(This blog should have gone out about a week ago. By an unlucky clashes in my agenda, the trip to Mountain View was immediately followed by another trip, which made it difficult to publish this in a really timely manner…)
Structured data is picking up in the search world. The example that took the headlines in the blogosphere (and beyond) this summer: schema.org, jointly initiated by Google, Microsoft, and Yahoo! On 21 September, the three initiators of schema.org co-organized a workshop held on the Microsoft Campus in Mountain View.
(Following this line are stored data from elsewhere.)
#[cfg(test)]
mod tests {
    use super::*;
    use plugin_sync_protocol::{allowed_targets, classify, PushEvent};

    fn machine() -> (tempfile::TempDir, PluginStateMachine) {
        let dir = tempfile::tempdir().expect("temp dir");
        let db = Db::new(dir.path().join("state.db")).expect("db");
        let machine = PluginStateMachine::new(
            db,
            Arc::new(Broadcaster::new()),
            MachineSettings {
                lock_ttl_secs: 60,
                entity_ttl_secs: 3600,
            },
        );
        (dir, machine)
    }

    fn error_context() -> ErrorContext {
        let classification = classify("connection refused", "install", 0);
        ErrorContext {
            message: classification.guidance.title.clone(),
            source: "install".to_string(),
            kind: classification.kind,
            severity: classification.severity(),
            recoverable: classification.recoverable,
            retry_count: 0,
            retry_delay_seconds: classification.retry_delay_seconds,
            last_retry_at: None,
            guidance: classification.guidance,
        }
    }

    /// Drives `id` into `state` along legal edges.
    fn drive_to(machine: &PluginStateMachine, id: &str, state: PluginState) {
        use PluginState::*;
        let path: &[PluginState] = match state {
            Unknown => &[],
            Checking => &[Checking],
            Available => &[Checking, Available],
            NotPlugin => &[Checking, NotPlugin],
            Installing => &[Checking, Available, Installing],
            InstalledInactive => &[Checking, Available, Installing, InstalledInactive],
            InstalledActive => &[
                Checking,
                Available,
                Installing,
                InstalledInactive,
                InstalledActive,
            ],
            Error => &[Checking, Error],
        };
        for step in path {
            let mut context = TransitionContext::new("test");
            if *step == Error {
                context = context.with_error(error_context());
            }
            assert_eq!(machine.transition(id, *step, context, false), *step);
        }
    }

    #[test]
    fn scenario_checking_available_then_rejected() {
        let (_dir, machine) = machine();
        let id = "acme/widget";
        assert_eq!(machine.get(id).unwrap().state, PluginState::Unknown);
        assert_eq!(
            machine.transition(id, PluginState::Checking, TransitionContext::new("test"), false),
            PluginState::Checking
        );
        assert_eq!(
            machine.transition(id, PluginState::Available, TransitionContext::new("test"), false),
            PluginState::Available
        );
        assert_eq!(
            machine.transition(id, PluginState::Checking, TransitionContext::new("test"), false),
            PluginState::Available
        );
        assert_eq!(machine.get(id).unwrap().state, PluginState::Available);
    }

    #[test]
    fn every_disallowed_transition_is_a_noop() {
        for from in PluginState::ALL {
            for target in PluginState::ALL {
                if allowed_targets(from).contains(&target) {
                    continue;
                }
                let (_dir, machine) = machine();
                drive_to(&machine, "acme/widget", from);
                let rx = machine.broadcaster().subscribe();
                let result = machine.transition(
                    "acme/widget",
                    target,
                    TransitionContext::new("test"),
                    false,
                );
                assert_eq!(result, from, "{} -> {}", from, target);
                assert_eq!(machine.get("acme/widget").unwrap().state, from);
                assert!(rx.try_recv().is_err(), "{} -> {} notified", from, target);
            }
        }
    }

    #[test]
    fn every_allowed_transition_applies_and_notifies_once() {
        for from in PluginState::ALL {
            for target in allowed_targets(from) {
                let (_dir, machine) = machine();
                drive_to(&machine, "acme/widget", from);
                let rx = machine.broadcaster().subscribe();
                let mut context = TransitionContext::new("test");
                if *target == PluginState::Error {
                    context = context.with_error(error_context());
                }
                let result = machine.transition("acme/widget", *target, context, false);
                assert_eq!(result, *target, "{} -> {}", from, target);

                let events: Vec<_> = rx.try_iter().collect();
                assert_eq!(
                    events,
                    vec![PushEvent::StateChanged {
                        repository: "acme/widget".to_string(),
                        to: *target
                    }],
                    "{} -> {}",
                    from,
                    target
                );
            }
        }
    }

    #[test]
    fn lock_twice_then_release() {
        let (_dir, machine) = machine();
        assert!(machine.acquire_lock("acme/widget"));
        assert!(!machine.acquire_lock("acme/widget"));
        assert!(machine.is_locked("acme/widget").is_some());
        machine.release_lock("acme/widget");
        assert!(machine.is_locked("acme/widget").is_none());
        assert!(machine.acquire_lock("acme/widget"));
    }

    #[test]
    fn reconcile_forces_available_to_installed_active() {
        let (_dir, machine) = machine();
        drive_to(&machine, "acme/widget", PluginState::Available);
        let registry = RegistrySnapshot {
            installed: ["acme/widget".to_string()].into_iter().collect(),
            active: ["acme/widget".to_string()].into_iter().collect(),
        };

        let outcome = machine.reconcile("acme/widget", &registry);
        assert_eq!(
            outcome,
            ReconcileOutcome::Corrected {
                from: PluginState::Available,
                to: PluginState::InstalledActive
            }
        );
        let record = machine.get("acme/widget").unwrap();
        assert_eq!(record.state, PluginState::InstalledActive);
        assert!(record.metadata.contains_key("reconciled_at"));
        assert!(machine.is_locked("acme/widget").is_none());
    }

    #[test]
    fn reconcile_respects_held_lock() {
        let (_dir, machine) = machine();
        drive_to(&machine, "acme/widget", PluginState::Available);
        let registry = RegistrySnapshot {
            installed: ["acme/widget".to_string()].into_iter().collect(),
            active: Default::default(),
        };
        assert!(machine.acquire_lock("acme/widget"));
        assert_eq!(
            machine.reconcile("acme/widget", &registry),
            ReconcileOutcome::SkippedLocked
        );
        assert_eq!(machine.get("acme/widget").unwrap().state, PluginState::Available);
    }

    #[test]
    fn reconcile_leaves_in_flight_states_alone() {
        let (_dir, machine) = machine();
        drive_to(&machine, "acme/widget", PluginState::Installing);
        let registry = RegistrySnapshot {
            installed: ["acme/widget".to_string()].into_iter().collect(),
            active: Default::default(),
        };
        assert_eq!(
            machine.reconcile("acme/widget", &registry),
            ReconcileOutcome::Unchanged(PluginState::Installing)
        );
    }

    #[test]
    fn corrected_state_table() {
        let uninstalled = GroundTruth {
            installed: false,
            active: false,
        };
        let inactive = GroundTruth {
            installed: true,
            active: false,
        };
        let active = GroundTruth {
            installed: true,
            active: true,
        };
        assert_eq!(
            corrected_state(PluginState::Available, inactive),
            Some(PluginState::InstalledInactive)
        );
        assert_eq!(
            corrected_state(PluginState::InstalledInactive, active),
            Some(PluginState::InstalledActive)
        );
        assert_eq!(
            corrected_state(PluginState::InstalledActive, uninstalled),
            Some(PluginState::Available)
        );
        assert_eq!(corrected_state(PluginState::Available, uninstalled), None);
        assert_eq!(corrected_state(PluginState::Error, active), None);
        assert_eq!(corrected_state(PluginState::NotPlugin, active), None);
    }

    #[test]
    fn snapshot_includes_error_context_and_view() {
        let (_dir, machine) = machine();
        drive_to(&machine, "acme/broken", PluginState::Error);
        drive_to(&machine, "acme/widget", PluginState::Available);

        let snapshot = machine.snapshot().unwrap();
        assert_eq!(snapshot.len(), 2);
        assert_eq!(snapshot[0].id, "acme/broken");
        assert_eq!(snapshot[0].rendered_view, "Error: Connection problem");
        assert!(snapshot[0].error.is_some());
        assert_eq!(snapshot[1].rendered_view, "Available");
        assert!(snapshot[1].error.is_none());
    }
}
Since the original announcement of schema.org in June this year there has been quite a lot of discussions on the blogosphere and elsewhere on the role, importance, and the future of the initiative. There were also lots of miscommunications on all sides, which is rarely helpful. It is important to find the common ground in a community, which, after all, has the general goal of helping the evolution of structured data on the Web. Clearly, the search engines have a major role to play here. The workshop—which gathered around 70-80 people all across the community, including producers of structured data, experts in the field, and representatives from search engines like Baidu or Yandex which don’t (yet?) participate in schema.org—was therefore an important step toward building broader buy-in and, eventually, consensus.
The event schedule included presentations, break-out groups on specific technical issues, and a panel. The technical topics focused on two issues: the structure and the role of the schema.org vocabulary, and the syntax to express those in HTML.
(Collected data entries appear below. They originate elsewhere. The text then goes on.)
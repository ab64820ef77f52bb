//! Owned push-channel resource.
//!
//! A worker thread keeps a `subscribe` stream open, reconnecting under the
//! [`ReconnectManager`] policy, and forwards push records and status changes
//! to the owner over an mpsc channel. The owner applies them on its own
//! thread, so the mirror needs no locking.

use plugin_sync_protocol::PushEvent;
use std::io::BufRead;
use std::sync::atomic::{AtomicBool, Ordering};
use std::sync::mpsc::{self, Receiver, RecvTimeoutError, Sender};
use std::sync::Arc;
use std::thread::{self, JoinHandle};
use std::time::{Duration, Instant};

use crate::reconnect::{ConnectionStatus, ReconnectManager};
use crate::transport::{is_timeout, Transport};

/// Read poll interval. Bounds how quickly the worker notices `close()`.
const POLL_INTERVAL: Duration = Duration::from_millis(250);

#[derive(Debug, Clone, PartialEq, Eq)]
pub enum ChannelMessage {
    Event(PushEvent),
    Status(ConnectionStatus),
}

pub struct PushChannel {
    messages: Receiver<ChannelMessage>,
    shutdown: Arc<AtomicBool>,
    worker: Option<JoinHandle<()>>,
}

impl PushChannel {
    pub fn open(transport: Transport) -> Self {
        let (tx, rx) = mpsc::channel();
        let shutdown = Arc::new(AtomicBool::new(false));
        let worker_shutdown = Arc::clone(&shutdown);
        let worker = thread::spawn(move || run_worker(transport, tx, worker_shutdown));
        Self {
            messages: rx,
            shutdown,
            worker: Some(worker),
        }
    }

    /// Waits up to `timeout` for the next message. `None` on timeout; once the
    /// worker has exited every call returns `None` immediately.
    pub fn recv_timeout(&self, timeout: Duration) -> Option<ChannelMessage> {
        match self.messages.recv_timeout(timeout) {
            Ok(message) => Some(message),
            Err(RecvTimeoutError::Timeout) | Err(RecvTimeoutError::Disconnected) => None,
        }
    }

    pub fn try_iter(&self) -> impl Iterator<Item = ChannelMessage> + '_ {
        self.messages.try_iter()
    }

    pub fn is_closed(&self) -> bool {
        self.worker.is_none()
    }

    /// Stops the worker and waits for it to exit.
    pub fn close(&mut self) {
        self.shutdown.store(true, Ordering::SeqCst);
        if let Some(worker) = self.worker.take() {
            if worker.join().is_err() {
                tracing::warn!("Push channel worker panicked");
            }
        }
    }
}

impl Drop for PushChannel {
    fn drop(&mut self) {
        self.close();
    }
}

fn run_worker(transport: Transport, tx: Sender<ChannelMessage>, shutdown: Arc<AtomicBool>) {
    let mut manager = ReconnectManager::new();
    let status_tx = tx.clone();
    manager.on_status(move |status| {
        let _ = status_tx.send(ChannelMessage::Status(status));
    });

    while !shutdown.load(Ordering::SeqCst) && manager.begin_connect() {
        match transport.subscribe(POLL_INTERVAL) {
            Ok(mut reader) => {
                manager.on_open(Instant::now());
                pump(&mut reader, &mut manager, &tx, &shutdown);
            }
            Err(err) => tracing::debug!(error = %err, "Push channel connect failed"),
        }
        if shutdown.load(Ordering::SeqCst) {
            break;
        }
        match manager.on_disconnect() {
            Some(delay) => sleep_unless_shutdown(delay, &shutdown),
            None => break,
        }
    }
    manager.close();
}

/// Reads records until the stream ends, goes stale, or shutdown is requested.
fn pump(
    reader: &mut impl BufRead,
    manager: &mut ReconnectManager,
    tx: &Sender<ChannelMessage>,
    shutdown: &AtomicBool,
) {
    let mut pending = Vec::new();
    while !shutdown.load(Ordering::SeqCst) {
        match reader.read_until(b'\n', &mut pending) {
            Ok(0) => return,
            Ok(_) if pending.last() == Some(&b'\n') => {
                manager.on_record(Instant::now());
                match serde_json::from_slice::<PushEvent>(&pending) {
                    Ok(event) => {
                        if tx.send(ChannelMessage::Event(event)).is_err() {
                            return;
                        }
                    }
                    Err(err) => tracing::warn!(error = %err, "Ignoring malformed push record"),
                }
                pending.clear();
            }
            // Partial line; the rest arrives on the next read.
            Ok(_) => {}
            Err(err) if is_timeout(&err) => {
                if manager.heartbeat_check(Instant::now()) {
                    return;
                }
            }
            Err(err) => {
                tracing::debug!(error = %err, "Push channel read failed");
                return;
            }
        }
    }
}

fn sleep_unless_shutdown(delay: Duration, shutdown: &AtomicBool) {
    let deadline = Instant::now() + delay;
    while !shutdown.load(Ordering::SeqCst) {
        let now = Instant::now();
        if now >= deadline {
            return;
        }
        thread::sleep(std::cmp::min(POLL_INTERVAL, deadline - now));
    }
}

#[cfg(test)]
mod tests {
    use super::*;
    use plugin_sync_protocol::{PluginState, Request, Response};
    use std::io::{BufReader, Write};
    use std::os::unix::net::UnixListener;

    fn next_event(channel: &PushChannel) -> PushEvent {
        let deadline = Instant::now() + Duration::from_secs(5);
        while Instant::now() < deadline {
            if let Some(ChannelMessage::Event(event)) = channel.recv_timeout(Duration::from_millis(100)) {
                return event;
            }
        }
        panic!("no push event received");
    }

    #[test]
    fn delivers_records_and_reconnects_after_close() {
        let dir = tempfile::tempdir().unwrap();
        let socket = dir.path().join("daemon.sock");
        let listener = UnixListener::bind(&socket).unwrap();

        let server = thread::spawn(move || {
            for to in ["checking", "available"] {
                let (stream, _) = listener.accept().unwrap();
                let mut reader = BufReader::new(stream);
                let mut line = String::new();
                reader.read_line(&mut line).unwrap();
                let request: Request = serde_json::from_str(line.trim_end()).unwrap();
                let mut stream = reader.into_inner();
                let ack = Response::ok(request.id, serde_json::json!({"subscribed": true}));
                let mut payload = serde_json::to_vec(&ack).unwrap();
                payload.push(b'\n');
                payload.extend_from_slice(
                    format!(
                        "{{\"type\":\"state_changed\",\"repository\":\"acme/widget\",\"to\":\"{}\"}}\n",
                        to
                    )
                    .as_bytes(),
                );
                stream.write_all(&payload).unwrap();
            }
        });

        let mut channel = PushChannel::open(Transport::new(&socket));
        assert_eq!(
            next_event(&channel),
            PushEvent::StateChanged {
                repository: "acme/widget".to_string(),
                to: PluginState::Checking,
            }
        );
        // The server hangs up; the worker reconnects after a one second delay.
        assert_eq!(
            next_event(&channel),
            PushEvent::StateChanged {
                repository: "acme/widget".to_string(),
                to: PluginState::Available,
            }
        );
        server.join().unwrap();

        channel.close();
        assert!(channel.is_closed());
        let statuses: Vec<_> = channel
            .try_iter()
            .filter_map(|message| match message {
                ChannelMessage::Status(status) => Some(status),
                ChannelMessage::Event(_) => None,
            })
            .collect();
        assert_eq!(statuses.last(), Some(&ConnectionStatus::Disconnected));
    }

    #[test]
    fn close_stops_a_worker_that_cannot_connect() {
        let dir = tempfile::tempdir().unwrap();
        let mut channel = PushChannel::open(Transport::new(dir.path().join("absent.sock")));
        thread::sleep(Duration::from_millis(50));
        let started = Instant::now();
        channel.close();
        assert!(started.elapsed() < Duration::from_secs(2));
        assert!(channel.is_closed());
    }
}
Vocabularies. Schema.org, as it stands today, provides a fairly detailed, but high level vocabulary on specific subjects that can be used in an HTML page. Mark-up in that vocabulary can be consumed directly by a dedicated application (like indeed the search engines), or it can be integrated with other data, e.g., by converting the structured data into RDF and using the usual data integration approaches provided by Semantic Web techniques. (Note that schema.org has published, quite some time ago, an OWL version of the vocabulary). The main issue for the future, however, is how this vocabulary will evolve, and how it will relate to other vocabularies on the Web, and how schema.org will relate to other efforts to develop such vocabularies.
At present, the schema.org vocabulary can readily be used in an HTML content mixed with other terms and classes as long as those are identified using full URIs of those (the details depend on the exact syntax). In particular, HTML page using a mix of schema.org and any other terms is accepted by the search engines. The presence of non-schema.org classes or properties does not have any negative side effects. Although this might sound obvious now, it was one of the issues that weren’t clear when schema.org was initially announced; this led some to believe that such HTML content would be rejected as invalid. The opposite is the case. At the workshop, Martin Hepp presented practical examples of how schema.org vocabularies can be mixed with outside vocabularies in the case of the GoodRelations ontology.
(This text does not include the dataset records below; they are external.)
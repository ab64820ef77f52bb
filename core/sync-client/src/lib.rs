//! Client side of plugin-sync: a request transport, an owned push channel
//! with reconnection, a local state mirror, and an action runner with
//! bounded retry.
//!
//! Everything here is a viewer. The daemon holds authoritative state; the
//! mirror only ever reflects what the daemon reported.

pub mod error;
pub mod mirror;
pub mod push;
pub mod reconnect;
pub mod retry;
pub mod transport;

pub use error::{ClientError, Result};
pub use mirror::{ClientFilterState, HydrationSource, ListenerId, StateChange, StateMirror};
pub use push::{ChannelMessage, PushChannel};
pub use reconnect::{ConnectionStatus, ReconnectManager};
pub use retry::{ActionOutcome, ActionRunner};
pub use transport::{ActionExecutor, Transport};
Schema.org also provides an extension mechanism within its own vocabulary. Existing schema.org URI-s can be extended using a “/” character concatenated with other user-defined strings. While simple, this mechanism raises a number of questions that were discussed at the workshop. For example, how would one find out what that specific new term means (the new URI cannot be dereferenced, as these are still on the schema.org domain)? How would term equivalences be secured? As one of the presenters put it, the current extension mechanism is hardly more than a specialized tagging syntax and we all know the issues around similar but non-identical tags on sites like Delicious or Flickr. One interesting approach that surfaced during the discussion, was that search engines will have crawl data available on these “tags” and, maybe, by publishing those data, some of the widely used extensions may converge into something more stable. Some sort of a crowd-sourced term definition mechanism. The future will tell whether this is a viable option, but it certainly is an interesting direction.
In some cases the schema.org initiative might choose to adopt
vocabularies developed by other communities, and include them into
into the “official” schema.org vocabulary hierarchy. Evan Sandhaus
and Andreas Gebhard told
us about the process that is expected to lead to the
adoption of the rNews
vocabulary by schema.org. (This was officially
announced by IPTC since.) The journey to achieve that was
interesting and did raise some questions, too. For example,
vocabularies are not just simply included; instead, each and every
term had to be discussed with the schema.org owners, possibly
leading to some changes and even exclusions. Issues resulting from
this include general process, public accountability, etc., and
still need to be clarified and possibly developed further.
Additionally, there are questions around the exact names, the URIs
used to identify terms: will there be a term in the rNews name
http://www.iptc.org/ns/1.0/) and a
sibling with a similar role in the
space? Will the vocabulary owner publish a separate vocabulary
files containing, for example,
statements for those terms? While this might not be a problem for
the relatively new rNews (they may decide to simply adopt
URIs), it is likely to become an issue for more established
In general, there was an agreement in the room that extensibility of vocabularies is important, and that more work is needed beyond the . While the schema.org vocabulary will play a hugely important role in future, it cannot (and, as the schema.org partners emphasized, does not intend to!) cover all areas of structured data. As announced earlier, the new W3C SWIG Task Force on Web Schemas (led by R.V. Guha, from Google) will become the main discussion forum to discuss those questions.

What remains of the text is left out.